Beethoven di quarta e sesta

L’Orchestra di Padova e del Veneto al secondo appuntamento del Ludwig Van Festival

Benché il lancio del Ludwig Van Festival si stia allineando alla parabola evolutiva prospettata dai migliori pronostici organizzativi, l’intensificazione di una serie di eventi nel secondo appuntamento dedicato all’esecuzione integrale delle Sinfonie di Beethoven ha profuso un certo conforto. Un’inaspettata affluenza di pubblico, almeno nei termini in cui si è presentata, ha infatti costretto gli organizzatori ad annunciare con molto anticipo il sold out, non potendo accogliere le decine di volenterosi ascoltatori accorsi incuriositi. A questo sorprendente aumento di interesse, va sottolineata, come risposta dal palcoscenico, una maggiore consapevolezza delle caratteristiche specifiche dello spazio adibito al concerto, il Teatro giardino di Palazzo Zuckermann, che non ha interferito sulla delicata rete di connessioni instaurata tra gli elementi dell’Orchestra di Padova e del Veneto, garantendo un potenziamento in termini di ascolto reciproco tra le parti confluito verso una maggior precisione dei minimi movimenti strumentali che la caratterizzazione cameristica di questa esecuzione sinfonica richiede.

Lo esige il vitreo impasto sonoro dell’Adagio introduttivo della quarta Sinfonia che anticipa la determinazione dell’Allegro vivace, il cui vigore trova slancio nelle repentine effusioni dinamiche del primo movimento. Di simili possibilità chiaroscurali si arricchisce il terzo tempo, per giunta un altro Allegro vivace, che accoglie idealmente lo spirito esposto precedentemente nell’attesa di indurlo a scaricare tutta la tensione fin qui accumulata nell’impeto dell’Allegro ma non troppo finale.

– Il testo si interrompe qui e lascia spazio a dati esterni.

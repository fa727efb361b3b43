//! Line-buffer editing surface for the left panel.
//!
//! `EditorBuffer` holds the source as lines plus a cursor and scroll offset,
//! and implements `EditorSurface` so the session's decoration plan can be
//! pushed into it. Decorations are kept per handle; `set_decorations` uses
//! `reconcile` so only the changed marks are replaced.

use std::collections::BTreeMap;

use sensei_core::annotations::{
    reconcile, Decoration, DecorationHandle, DecorationKind, EditorSurface,
};

#[derive(Debug, Clone)]
pub struct EditorBuffer {
    lines: Vec<String>,
    /// (row, column), both 0-based; column counts chars.
    cursor: (usize, usize),
    /// First visible row (0-based).
    scroll: usize,
    /// Inner height of the editor panel, cached after each render.
    viewport_height: u16,
    decorations: BTreeMap<DecorationHandle, Decoration>,
    next_handle: u64,
}

impl EditorBuffer {
    /// Splits on `\n`; a trailing `\r` from CRLF files is dropped.
    pub fn from_text(text: &str) -> Self {
        Self {
            lines: text
                .split('\n')
                .map(|l| l.strip_suffix('\r').unwrap_or(l).to_owned())
                .collect(),
            cursor: (0, 0),
            scroll: 0,
            viewport_height: 0,
            decorations: BTreeMap::new(),
            next_handle: 0,
        }
    }

    pub fn text(&self) -> String {
        self.lines.join("\n")
    }

    pub fn lines(&self) -> &[String] {
        &self.lines
    }

    pub fn cursor(&self) -> (usize, usize) {
        self.cursor
    }

    pub fn scroll(&self) -> usize {
        self.scroll
    }

    pub fn set_viewport_height(&mut self, height: u16) {
        self.viewport_height = height;
    }

    // -- decorations as seen by the renderer ---------------------------------

    /// Gutter marker for 1-based `line`. Critical wins over warning.
    pub fn line_marker(&self, line: usize) -> Option<DecorationKind> {
        let mut marker = None;
        for deco in self.decorations.values().filter(|d| d.covers(line)) {
            match deco.kind {
                DecorationKind::Critical => return Some(DecorationKind::Critical),
                DecorationKind::Warning => marker = Some(DecorationKind::Warning),
                DecorationKind::ActiveHighlight => {}
            }
        }
        marker
    }

    /// `true` if 1-based `line` is inside the active-block highlight.
    pub fn is_highlighted(&self, line: usize) -> bool {
        self.decorations
            .values()
            .any(|d| d.kind == DecorationKind::ActiveHighlight && d.covers(line))
    }

    #[cfg(test)]
    pub fn decoration_count(&self) -> usize {
        self.decorations.len()
    }

    // -- scrolling ------------------------------------------------------------

    fn max_scroll(&self) -> usize {
        self.lines.len().saturating_sub(1)
    }

    pub fn scroll_down(&mut self, rows: usize) {
        self.scroll = (self.scroll + rows).min(self.max_scroll());
    }

    pub fn scroll_up(&mut self, rows: usize) {
        self.scroll = self.scroll.saturating_sub(rows);
    }

    pub fn scroll_top(&mut self) {
        self.scroll = 0;
    }

    pub fn scroll_bottom(&mut self) {
        let height = self.viewport_height.max(1) as usize;
        self.scroll = self.lines.len().saturating_sub(height);
    }

    pub fn half_page(&self) -> usize {
        (self.viewport_height / 2).max(1) as usize
    }

    /// Keeps the cursor row inside the viewport.
    fn follow_cursor(&mut self) {
        let height = self.viewport_height.max(1) as usize;
        let row = self.cursor.0;
        if row < self.scroll {
            self.scroll = row;
        } else if row >= self.scroll + height {
            self.scroll = row + 1 - height;
        }
    }

    // -- cursor movement --------------------------------------------------------

    fn line_len(&self, row: usize) -> usize {
        self.lines.get(row).map_or(0, |l| l.chars().count())
    }

    fn clamp_column(&mut self) {
        self.cursor.1 = self.cursor.1.min(self.line_len(self.cursor.0));
    }

    pub fn move_left(&mut self) {
        if self.cursor.1 > 0 {
            self.cursor.1 -= 1;
        } else if self.cursor.0 > 0 {
            self.cursor.0 -= 1;
            self.cursor.1 = self.line_len(self.cursor.0);
        }
        self.follow_cursor();
    }

    pub fn move_right(&mut self) {
        if self.cursor.1 < self.line_len(self.cursor.0) {
            self.cursor.1 += 1;
        } else if self.cursor.0 + 1 < self.lines.len() {
            self.cursor.0 += 1;
            self.cursor.1 = 0;
        }
        self.follow_cursor();
    }

    pub fn move_up(&mut self) {
        self.cursor.0 = self.cursor.0.saturating_sub(1);
        self.clamp_column();
        self.follow_cursor();
    }

    pub fn move_down(&mut self) {
        if self.cursor.0 + 1 < self.lines.len() {
            self.cursor.0 += 1;
        }
        self.clamp_column();
        self.follow_cursor();
    }

    pub fn move_home(&mut self) {
        self.cursor.1 = 0;
    }

    pub fn move_end(&mut self) {
        self.cursor.1 = self.line_len(self.cursor.0);
    }

    // -- editing ------------------------------------------------------------------

    fn byte_index(line: &str, col: usize) -> usize {
        line.char_indices().nth(col).map_or(line.len(), |(i, _)| i)
    }

    pub fn insert_char(&mut self, c: char) {
        let (row, col) = self.cursor;
        let line = &mut self.lines[row];
        let at = Self::byte_index(line, col);
        line.insert(at, c);
        self.cursor.1 += 1;
        self.follow_cursor();
    }

    /// Inserts spaces up to the next multiple of four columns.
    pub fn insert_tab(&mut self) {
        let pad = 4 - self.cursor.1 % 4;
        for _ in 0..pad {
            self.insert_char(' ');
        }
    }

    /// Splits the line at the cursor, carrying the current indentation over.
    pub fn insert_newline(&mut self) {
        let (row, col) = self.cursor;
        let line = &mut self.lines[row];
        let at = Self::byte_index(line, col);
        let rest = line.split_off(at);
        let indent: String = line.chars().take_while(|c| *c == ' ' || *c == '\t').collect();
        let indent_len = indent.chars().count();
        self.lines.insert(row + 1, format!("{indent}{rest}"));
        self.cursor = (row + 1, indent_len);
        self.follow_cursor();
    }

    pub fn backspace(&mut self) {
        let (row, col) = self.cursor;
        if col > 0 {
            let line = &mut self.lines[row];
            let at = Self::byte_index(line, col - 1);
            line.remove(at);
            self.cursor.1 -= 1;
        } else if row > 0 {
            let current = self.lines.remove(row);
            let prev_len = self.line_len(row - 1);
            self.lines[row - 1].push_str(&current);
            self.cursor = (row - 1, prev_len);
        } else {
            return;
        }
        self.follow_cursor();
    }

    pub fn delete(&mut self) {
        let (row, col) = self.cursor;
        if col < self.line_len(row) {
            let line = &mut self.lines[row];
            let at = Self::byte_index(line, col);
            line.remove(at);
        } else if row + 1 < self.lines.len() {
            let next = self.lines.remove(row + 1);
            self.lines[row].push_str(&next);
        } else {
            return;
        }
        self.follow_cursor();
    }
}

impl EditorSurface for EditorBuffer {
    fn set_decorations(
        &mut self,
        previous: &[DecorationHandle],
        decorations: &[Decoration],
    ) -> Vec<DecorationHandle> {
        let applied: Vec<(DecorationHandle, Decoration)> = previous
            .iter()
            .filter_map(|h| self.decorations.get(h).map(|d| (*h, *d)))
            .collect();

        let mut next = self.next_handle;
        let out = reconcile(&applied, decorations, || {
            next += 1;
            DecorationHandle(next)
        });
        self.next_handle = next;

        for handle in &out.removed {
            self.decorations.remove(handle);
        }
        for (handle, deco) in &out.added {
            self.decorations.insert(*handle, *deco);
        }
        out.handles
    }

    fn reveal_line(&mut self, line: usize) {
        let height = self.viewport_height.max(1) as usize;
        let target = line.saturating_sub(1).min(self.max_scroll());
        self.scroll = target.saturating_sub(height / 2);
    }

    fn current_text(&self) -> String {
        self.text()
    }

    fn line_count(&self) -> usize {
        self.lines.len()
    }
}

#[cfg(test)]
mod tests {
    use super::*;
    use pretty_assertions::assert_eq;

    #[test]
    fn editing_round_trips_through_text() {
        let mut ed = EditorBuffer::from_text("def f():\n    return 1");
        ed.move_down();
        ed.move_end();
        ed.insert_newline();
        for c in "pass".chars() {
            ed.insert_char(c);
        }
        assert_eq!(ed.text(), "def f():\n    return 1\n    pass");
        assert_eq!(ed.cursor(), (2, 8));

        ed.move_home();
        ed.backspace();
        assert_eq!(ed.text(), "def f():\n    return 1    pass");
        assert_eq!(ed.line_count(), 2);
    }

    #[test]
    fn multibyte_characters_are_edited_by_char() {
        let mut ed = EditorBuffer::from_text("π = 3");
        ed.move_right();
        ed.insert_char('!');
        assert_eq!(ed.text(), "π! = 3");
        ed.delete();
        ed.move_left();
        ed.backspace();
        assert_eq!(ed.text(), "!= 3");
    }

    #[test]
    fn crlf_input_loses_its_carriage_returns() {
        let mut ed = EditorBuffer::from_text("def f():\r\n    return 1\r\n");
        assert_eq!(ed.lines(), &["def f():", "    return 1", ""]);
        ed.move_end();
        assert_eq!(ed.cursor(), (0, 8));
        assert_eq!(ed.text(), "def f():\n    return 1\n");
    }

    #[test]
    fn decorations_reuse_handles_and_drive_markers() {
        let mut ed = EditorBuffer::from_text(&"x\n".repeat(30));
        let crit = Decoration { start_line: 2, end_line: 4, kind: DecorationKind::Critical };
        let warn = Decoration { start_line: 4, end_line: 6, kind: DecorationKind::Warning };
        let hl = Decoration { start_line: 5, end_line: 6, kind: DecorationKind::ActiveHighlight };

        let first = ed.set_decorations(&[], &[crit, warn]);
        let second = ed.set_decorations(&first, &[crit, warn, hl]);
        assert_eq!(&second[..2], &first[..]);
        assert_eq!(ed.decoration_count(), 3);

        assert_eq!(ed.line_marker(4), Some(DecorationKind::Critical));
        assert_eq!(ed.line_marker(6), Some(DecorationKind::Warning));
        assert_eq!(ed.line_marker(7), None);
        assert!(ed.is_highlighted(5));

        let third = ed.set_decorations(&second, &[crit, warn]);
        assert_eq!(third, first);
        assert!(!ed.is_highlighted(5));
        assert_eq!(ed.decoration_count(), 2);
    }

    #[test]
    fn reveal_centres_the_line() {
        let mut ed = EditorBuffer::from_text(&"x\n".repeat(100));
        ed.set_viewport_height(20);
        ed.reveal_line(50);
        assert_eq!(ed.scroll(), 39);
        ed.reveal_line(3);
        assert_eq!(ed.scroll(), 0);
        ed.reveal_line(10_000);
        assert_eq!(ed.scroll(), 90);
    }
}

Trova così maggiore appoggio l’entrata della sesta Sinfonia che, modellata dal contatto diretto con la natura, sembra ritrovare nuova linfa nella sospensione che anticipa il vero inizio dell’Allegro ma non troppo, la cui conduzione sembra articolarsi in un continuo susseguirsi di pattern melodici vivificati dalle indicazioni dinamiche dell’autore. Così il gesto che avvia il primo movimento si perpetua lungo tutto il suo incedere al di là della separazione introduzione-inizio tipica delle esecuzioni più diffuse. Ne deriva, forse proprio per effetto dell’originale accoppiamento delle Sinfonie, un’esecuzione uniforme nel tempo il cui polmone è qui rappresentato dalle pause che sembrano risuonare al pari della musica.

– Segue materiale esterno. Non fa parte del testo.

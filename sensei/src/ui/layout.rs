//! Two-panel layout for sensei.
//!
//! Pure layout arithmetic, recomputed inside every `terminal.draw()` so each
//! frame reflects the live terminal size.
//!
//! At `>= 100` columns the editor and the report sit side by side, split by
//! `AppState.left_pct / right_pct`. Narrower terminals stack them, editor on
//! top. `Spacing::Overlap(1)` plus `MergeStrategy::Fuzzy` lets neighbouring
//! borders share one cell.

use ratatui::{
    Frame,
    layout::{Constraint, Layout, Margin, Rect, Spacing},
    style::{Modifier, Style},
    symbols::merge::MergeStrategy,
    text::{Line, Span},
    widgets::{Block, BorderType, Paragraph},
};

use sensei_core::SessionStatus;

use crate::app::{AppState, Mode};
use crate::theme::Theme;

pub const SPINNER: [&str; 10] = ["⠋", "⠙", "⠹", "⠸", "⠼", "⠴", "⠦", "⠧", "⠇", "⠏"];

/// Returns `[editor, report, status_bar]` for the current frame.
///
/// The rects are only valid inside the current draw closure.
pub fn compute_layout(frame: &Frame, state: &AppState) -> [Rect; 3] {
    let [main_area, status_bar] =
        frame.area().layout(&Layout::vertical([Constraint::Fill(1), Constraint::Length(1)]));

    let split = if frame.area().width >= 100 {
        Layout::horizontal([
            Constraint::Percentage(state.left_pct),
            Constraint::Percentage(state.right_pct),
        ])
    } else {
        Layout::vertical([Constraint::Percentage(50), Constraint::Percentage(50)])
    };

    let [editor, report] = main_area.layout(&split.spacing(Spacing::Overlap(1)));
    [editor, report, status_bar]
}

/// Panel area minus its 1-cell border.
pub fn inner_rect(area: Rect) -> Rect {
    area.inner(Margin { vertical: 1, horizontal: 1 })
}

/// Bordered block for a panel; thick border when focused.
pub fn panel_block<'a>(title: impl Into<Line<'a>>, is_focused: bool, theme: &Theme) -> Block<'a> {
    let border_style = if is_focused {
        Style::default().fg(theme.border_active)
    } else {
        Style::default().fg(theme.border_inactive)
    };
    let border_type = if is_focused { BorderType::Thick } else { BorderType::Plain };

    Block::bordered()
        .title(title)
        .border_type(border_type)
        .border_style(border_style)
        .merge_borders(MergeStrategy::Fuzzy)
}

/// One-row status bar: mode, language, request status, transient message and
/// a key hint.
pub fn render_status_bar(frame: &mut Frame, area: Rect, state: &AppState, theme: &Theme) {
    let (mode_text, mode_fg) = match state.mode {
        Mode::Insert => (" INSERT ", theme.status_mode_insert),
        Mode::Chat => (" CHAT ", theme.status_mode_insert),
        Mode::Normal | Mode::HelpOverlay => (" NORMAL ", theme.status_mode_normal),
    };

    let mut spans = vec![
        Span::styled(mode_text, Style::default().fg(mode_fg).add_modifier(Modifier::BOLD)),
        Span::raw(" "),
        Span::raw(state.session.document().language.label()),
        Span::raw("  "),
    ];

    let status = match state.session.status() {
        SessionStatus::Idle => String::new(),
        SessionStatus::Loading => {
            format!("{} analyzing", SPINNER[state.spinner % SPINNER.len()])
        }
        SessionStatus::Success => {
            let n = state.card_count();
            format!("{n} function{}", if n == 1 { "" } else { "s" })
        }
        SessionStatus::Error => "analysis failed".to_owned(),
    };
    spans.push(Span::raw(status));

    if let Some(msg) = &state.status_message {
        spans.push(Span::raw("  "));
        spans.push(Span::styled(msg.clone(), Style::default().add_modifier(Modifier::ITALIC)));
    }

    let left = Line::from(spans);
    let hint = Line::from(" r run  l language  ? help  q quit ")
        .style(Style::default().add_modifier(Modifier::DIM))
        .right_aligned();

    let style = Style::default().bg(theme.status_bar_bg).fg(theme.status_bar_fg);
    frame.render_widget(Paragraph::new(left).style(style), area);
    if area.width >= 80 {
        frame.render_widget(Paragraph::new(hint), area);
    }
}
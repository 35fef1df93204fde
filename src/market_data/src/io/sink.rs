use async_trait::async_trait;
use chrono::NaiveDate;
use serde::Serialize;
use snafu::{Backtrace, Snafu};

use crate::models::instrument::{Instrument, Universe};
use crate::models::series::Series;

/// One instrument's last bar, flattened for storage.
#[derive(Debug, Clone, PartialEq, Serialize)]
pub struct SnapshotRow {
    pub universe: Universe,
    pub date: NaiveDate,
    pub code: String,
    pub name: String,
    pub open: f64,
    pub high: f64,
    pub low: f64,
    pub close: f64,
    pub volume: f64,
    /// Close-to-close change in percent; absent for a single-bar series.
    pub change_rate: Option<f64>,
}

impl SnapshotRow {
    /// Builds the row for the last bar of `series`, or `None` when it is empty.
    pub fn from_series(instrument: &Instrument, series: &Series) -> Option<Self> {
        let last = series.last()?;
        Some(Self {
            universe: instrument.universe,
            date: last.date,
            code: instrument.code.clone(),
            name: instrument.name.clone(),
            open: last.open,
            high: last.high,
            low: last.low,
            close: last.close,
            volume: last.volume,
            change_rate: series.last_change_rate(),
        })
    }
}

#[derive(Debug, Snafu)]
#[snafu(visibility(pub))]
pub enum SinkError {
    /// The destination rejected the write.
    #[snafu(display("Failed to write snapshot: {message}"))]
    Write {
        message: String,
        backtrace: Backtrace,
    },

    /// The destination could not be opened.
    #[snafu(display("Snapshot destination unavailable: {message}"))]
    Unavailable {
        message: String,
        backtrace: Backtrace,
    },
}

#[async_trait]
pub trait SnapshotSink: Send + Sync {
    /// Stores the rows of one run. Writing the same `(date, code)` twice must
    /// leave a single row holding the latest values.
    ///
    /// Returns the number of rows written.
    async fn write(&self, rows: &[SnapshotRow]) -> Result<usize, SinkError>;
}
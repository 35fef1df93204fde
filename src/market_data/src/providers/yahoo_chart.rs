//! Daily bars from the Yahoo Finance chart endpoint.
//!
//! Korean listings are addressed with an exchange suffix (`005930.KS` for
//! KOSPI, `247540.KQ` for KOSDAQ); US listings use the bare ticker.

pub mod params;
pub mod provider;
pub mod response;
//! Market data layer: OHLCV models, index universes, series providers and the
//! bounded-retry batch fetcher that feeds the signal engine.

pub mod io;
pub mod models;
pub mod providers;
pub mod requests;
pub mod universe;
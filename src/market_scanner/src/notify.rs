//! Outbound alerts.
//!
//! [`Notifier`] is the seam between a run and wherever its messages go. The
//! production implementation is [`telegram::TelegramNotifier`]; dry runs use
//! [`ConsoleNotifier`].

pub mod telegram;

use std::fmt;
use std::io::Write;

use async_trait::async_trait;
use snafu::{Backtrace, Snafu};

/// Destination chat of a message.
#[derive(Debug, Clone, Copy, PartialEq, Eq, Hash)]
pub enum Channel {
    /// US ETF alerts (tqqq mode).
    Us,
    /// Korean index screens (potential and wave modes).
    Korea,
}

impl fmt::Display for Channel {
    fn fmt(&self, f: &mut fmt::Formatter<'_>) -> fmt::Result {
        match self {
            Channel::Us => f.write_str("us"),
            Channel::Korea => f.write_str("korea"),
        }
    }
}

#[derive(Debug, Snafu)]
#[snafu(visibility(pub))]
pub enum NotifyError {
    /// No credentials are configured for the channel.
    #[snafu(display("Channel {channel} is not configured"))]
    Disabled { channel: Channel, backtrace: Backtrace },

    #[snafu(display("Notification request failed: {source}"))]
    Request {
        source: reqwest::Error,
        backtrace: Backtrace,
    },

    #[snafu(display("Notification rejected ({status}): {description}"))]
    Rejected {
        status: u16,
        description: String,
        backtrace: Backtrace,
    },

    #[snafu(display("Failed to write notification: {source}"))]
    Output {
        source: std::io::Error,
        backtrace: Backtrace,
    },
}

#[async_trait]
pub trait Notifier: Send + Sync {
    /// Delivers `message` to `channel`, with an optional PNG/JPEG attachment.
    async fn notify(
        &self,
        channel: Channel,
        message: &str,
        image: Option<Vec<u8>>,
    ) -> Result<(), NotifyError>;
}

/// Prints messages to stdout instead of sending them.
#[derive(Debug, Default)]
pub struct ConsoleNotifier;

#[async_trait]
impl Notifier for ConsoleNotifier {
    async fn notify(
        &self,
        channel: Channel,
        message: &str,
        image: Option<Vec<u8>>,
    ) -> Result<(), NotifyError> {
        use snafu::ResultExt;

        let mut out = std::io::stdout().lock();
        writeln!(out, "----- [{channel}] -----").context(OutputSnafu)?;
        writeln!(out, "{message}").context(OutputSnafu)?;
        if let Some(bytes) = image {
            writeln!(out, "(image attachment, {} bytes)", bytes.len()).context(OutputSnafu)?;
        }
        Ok(())
    }
}

/// Splits `text` into pieces of at most `limit` characters, breaking at line
/// ends where possible.
pub fn split_message(text: &str, limit: usize) -> Vec<String> {
    let limit = limit.max(1);
    let mut chunks = Vec::new();
    let mut current = String::new();
    let mut current_len = 0;

    for line in text.split_inclusive('\n') {
        let line_len = line.chars().count();
        if current_len + line_len > limit && !current.is_empty() {
            chunks.push(std::mem::take(&mut current));
            current_len = 0;
        }
        if line_len > limit {
            // a single line longer than the limit is cut hard
            let chars: Vec<char> = line.chars().collect();
            for piece in chars.chunks(limit) {
                chunks.push(piece.iter().collect());
            }
            continue;
        }
        current.push_str(line);
        current_len += line_len;
    }
    if !current.is_empty() {
        chunks.push(current);
    }
    chunks
}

Non resta che accogliere l’invito del direttore Marco Angius per il prossimo concerto beethoveniano, dedicato alla lettura della seconda e della settima sinfonia, che per un sofisticato gioco dell’intelletto è possibile immaginare sotto forma di accordo di dominate se si considera l’interno svolgimento del festival al pari di un procedimento armonico di base, dopo un inizio di tonica del concerto iniziale e il suo conseguente appuntamento di quarta e sesta. Resta il dubbio se anche Marco Angius sia stato persuaso da un pensiero simile nel predisporre la sua originale integrale o se rimanga solo un artificio del pensiero stimolato proprio dal percorso esecutivo qui offerto.